### Aim of the task
The lines to find are those in the entries that hold the word "false"; copy every one of them.

### Information given
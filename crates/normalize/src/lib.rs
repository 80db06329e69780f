//! Element normalization for gazetteer matchers.
//!
//! Matchers compare elements (characters or tokens) after two injectable
//! steps: an ignore predicate that drops elements entirely, and a map
//! function that folds the rest. This crate provides the stock versions of
//! both, driven by a [`NormalizeConfig`], plus the whitespace tokenizer used
//! for string entries of a token matcher.
//!
//! ## What we do
//!
//! - Lowercasing (locale-free, single-character mappings for chars)
//! - NFKC for tokens
//! - Ignoring whitespace and/or punctuation
//! - Whitespace tokenization with byte offsets
//!
//! ## Pure function guarantee
//!
//! No I/O, no locale dependence. The same element and config always fold to
//! the same result, which is what lets entries and input meet in the trie.

mod config;
mod error;
mod fold;
mod token;

pub use crate::config::NormalizeConfig;
pub use crate::error::NormalizeError;
pub use crate::fold::{fold_char, fold_token, ignore_char, ignore_token};
pub use crate::token::{token_spans, tokenize, Token};
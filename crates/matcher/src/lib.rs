//! # Gazetteer matcher (`matcher`)
//!
//! ## Purpose
//!
//! `matcher` finds known entries (names, phrases, terms) inside a sequence of
//! elements. Entries are stored in a prefix trie (`trie`); a scan walks the
//! trie from every candidate start position and reports where entries occur,
//! with the data each entry was added with.
//!
//! Two flavours share one engine:
//! - [`StringMatcher`]: elements are characters, offsets are char offsets.
//! - [`TokenMatcher`]: elements are tokens, offsets are token offsets.
//!
//! ## Core Types
//!
//! - [`Matcher`]: the generic engine. Holds the trie, an ignore predicate, a
//!   map function applied to every element, a default for entries added
//!   without data, and constant `matcher_data` attached to every match.
//! - [`FindOptions`]: `all` / `skip` selection policy and inclusive
//!   `from..=to` start bounds.
//! - [`Match`]: one hit: span, matched input, entry data, matcher data.
//! - [`Entry`]: data stored per entry: none, one value, or an appended list.
//!
//! ## Example Usage
//!
//! ```
//! use matcher::{Entry, FindOptions, StringMatcher};
//! use normalize::NormalizeConfig;
//!
//! let cfg = NormalizeConfig::new()
//!     .with_lowercase(true)
//!     .with_ignore_whitespace(true);
//! let mut sm: StringMatcher<&str> = StringMatcher::new().with_normalize(&cfg);
//! sm.add("New York", Some("LOC"), false);
//! sm.add("York", Some("LOC-SHORT"), false);
//!
//! let found = sm.find("fly to new york", &FindOptions::default());
//! assert_eq!(found.len(), 1);
//! assert_eq!(found[0].matched, "new york");
//! assert_eq!(found[0].data, &Entry::Data("LOC"));
//!
//! assert_eq!(sm.replace("fly to new york"), "fly to LOC");
//! ```
//!
//! ## Observability
//!
//! Every scan emits a `matcher_find` debug event with its bounds, policy,
//! match count and elapsed time. Install a [`MatchMetrics`] implementation
//! via [`set_match_metrics`] to receive the same numbers programmatically;
//! this is typically done once during startup.

mod engine;
mod metrics;
mod options;
mod replace;
mod string;
mod token;
mod types;

pub use crate::engine::{IgnoreFn, MapFn, Matcher};
pub use crate::metrics::{set_match_metrics, MatchMetrics};
pub use crate::options::FindOptions;
pub use crate::string::StringMatcher;
pub use crate::token::TokenMatcher;
pub use crate::types::{Match, Span};
pub use trie::{Entry, TrieError};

### Exercise response
//! sm.add("New York", Some("LOC"), false);
//! sm.add("York", Some("LOC-SHORT"), false);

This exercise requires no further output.